Don Felipe firmó en la Embajada de España en Astaná un Real Decreto el pasado 9 de junio
Don Felipe firmó en la Embajada de España en Astaná un Real Decreto el pasado 9 de junio - CASA DEL REY

Ni siquiera el Rey puede sancionar leyes desde el exterior por vía telemática

Don Felipe y Don Juan Carlos han tenido que desplazarse a las Embajadas españolas para firmar Reales Decretos urgentes

MADRIDActualizado:

Por mucho que avance la tecnología y nos permita seguir los hechos a distancia por vía telemática en tiempo real, la validez jurídica de los actos con trascendencia oficial requiere que éstos se realicen en territorio nacional. Por ello, cuando el Rey ha tenido que sancionar leyes desde el exterior ha tenido que desplazarse a las Embajadas de España, que son territorio nacional, y proceder allí a la sanción. Ese procedimiento va acompañado, además, de un sistema electrónico que valida la firma del Jefe del Estado y garantiza su autenticidad.

Existen varios precedentes en los que el Rey estaba de viaje en el exterior cuando se ha encontrado con situaciones que requerían la sanción urgente de Reales Decretos, función que le atribuye la Constitución y que solo puede asumir el Jefe del Estado. Además, sin su firma las leyes no se pueden publicar en el Boletín Oficial del Estado y, por tanto, las normas no pueden entrar en vigor.

Para el Rey habría sido más cómodo y rápido firmar estos documentos sobre la marcha, en el hotel o en cualquiera de los lugares incluidos en su recorrido. Sin embargo, para que la sanción tenga validez jurídica, ésta debe realizarse en territorio nacional, lo que obliga al Jefe del Estado a desplazarse a una Embajada de España.

Por ejemplo, Don Felipe se encontraba de visita oficial en Kazajastán el pasado 9 de junio, cuando el Gobierno concedió la Gran Cruz del Mérito Civil a Ignacio Echeverría, el joven «héroe del patinete» que fue asesinado en los atentados de Londres cuando trataba de defender a una mujer.

A última hora de la noche

Los restos de Echeverría iban a ser repatriados al día siguiente y, para que se pudiera publicar el Real Decreto en el BOE y su familia pudiera recibir la condecoración póstuma en ese momento, Don Felipe se desplazó la víspera, a última hora de la noche, a la Embajada de España en Astaná y sancionó el Real Decreto antes de emprender regreso a Madrid.

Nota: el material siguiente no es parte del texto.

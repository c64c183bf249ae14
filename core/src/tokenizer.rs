use crate::stemmer::stem;
use lazy_static::lazy_static;
use parking_lot::RwLock;
use regex::Regex;
use std::collections::HashMap;
use std::sync::Arc;
use unicode_normalization::char::is_combining_mark;
use unicode_normalization::UnicodeNormalization;

pub const MIN_TOKEN_CHARS: usize = 2;

lazy_static! {
    static ref NON_WORD: Regex = Regex::new(r"[^\w\s]").expect("valid regex");
}

/// Lowercase, decompose (NFD) and drop combining marks.
pub fn fold(text: &str) -> String {
    text.to_lowercase()
        .nfd()
        .filter(|c| !is_combining_mark(*c))
        .collect()
}

/// Fold and strip everything that is neither a word character nor whitespace.
pub fn normalize(text: &str) -> String {
    NON_WORD.replace_all(&fold(text), "").into_owned()
}

/// Tokenize text into stemmed terms, in order of appearance.
pub fn tokenize(text: &str) -> Vec<String> {
    normalize(text)
        .split_whitespace()
        .filter(|t| t.chars().count() >= MIN_TOKEN_CHARS)
        .map(stem)
        .collect()
}

/// Sort key for titles: accents and case are ignored first, then ties break
/// on the lowercase text and finally on the raw text, so the order is total.
pub fn collation_key(title: &str) -> (String, String, String) {
    (fold(title), title.to_lowercase(), title.to_string())
}

/// Memoizing front end to [`tokenize`], keyed by the exact input string.
#[derive(Debug, Default)]
pub struct Tokenizer {
    cache: RwLock<HashMap<String, Arc<[String]>>>,
}

impl Tokenizer {
    pub fn new() -> Self {
        Self::default()
    }

    pub fn tokens(&self, text: &str) -> Arc<[String]> {
        if let Some(hit) = self.cache.read().get(text) {
            return Arc::clone(hit);
        }
        let computed: Arc<[String]> = tokenize(text).into();
        // another caller may have raced us here; keep whichever landed first
        Arc::clone(
            self.cache
                .write()
                .entry(text.to_string())
                .or_insert(computed),
        )
    }

    pub fn cached_inputs(&self) -> usize {
        self.cache.read().len()
    }
}

#[cfg(test)]
mod tests {
    use super::*;
    use std::cmp::Ordering;

    #[test]
    fn basic_tokenize() {
        let t = tokenize("Introducción a la Administración Pública");
        assert_eq!(t, vec!["introduccion", "la", "administracion", "publica"]);
    }

    #[test]
    fn drops_punctuation_and_short_tokens() {
        assert!(tokenize("¡¿...?!").is_empty());
        assert!(tokenize("").is_empty());
        assert_eq!(tokenize("C++ y  Rust-lang, 2024"), vec!["rustlang", "2024"]);
    }

    #[test]
    fn strips_diacritics() {
        assert_eq!(fold("Ñandú ÁÉÍÓÚ ü"), "nandu aeiou u");
        assert_eq!(tokenize("María"), tokenize("maria"));
    }

    #[test]
    fn caches_by_exact_input() {
        let tokenizer = Tokenizer::new();
        let first = tokenizer.tokens("Derecho Constitucional");
        let second = tokenizer.tokens("Derecho Constitucional");
        assert!(Arc::ptr_eq(&first, &second));
        let _ = tokenizer.tokens("derecho constitucional");
        assert_eq!(tokenizer.cached_inputs(), 2);
    }

    fn compare_titles(a: &str, b: &str) -> Ordering {
        collation_key(a).cmp(&collation_key(b))
    }

    #[test]
    fn titles_compare_ignoring_accents_and_case() {
        assert_eq!(compare_titles("Árbol", "arco"), Ordering::Less);
        assert_eq!(compare_titles("Zona", "ábaco"), Ordering::Greater);
        // equal once folded, still totally ordered
        assert_ne!(compare_titles("educación", "Educacion"), Ordering::Equal);
        assert_eq!(
            compare_titles("Administración Local", "Administración y Gestión"),
            Ordering::Less
        );
    }
}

También Don Juan Carlos tuvo que acudir a la Embajada de España en Vilnius el de mayo de 2009, cuando se encontraba en visita de Estado en Lituania. El Rey tuvo que firmar con urgencia el nombramiento de Patxi López como lendakari, pues hasta que este Real Decreto no se publicara en el BOE, el nuevo presidente autonómico no podía tomar posesión de su cargo.

Don Juan Carlos también se encontraba de viaje oficial en el exterior en diciembre de 2010, cuando estalló en España la huelga de los controladores, que obligó a cerrar el espacio aéreo. En aquel momento de caos, con 600.000 viajeros bloqueados en los aeropuertos españoles, el Gobierno acordó decretar el estado de alarma y decidió permitir que el Ejército tomara el control. Para que esas medidas entraran en vigor, Don Juan Carlos tenía que sancionar dos Reales Decretos. El Rey se encontraba en la Cumbre Iberoamericana que se celebró en Mar del Plata, donde España no tiene Embajada ni consulado, por lo que Don Juan Carlos tuvo que proceder a la firma en presencia del embajador de España en Argentina, Rafael Estrella.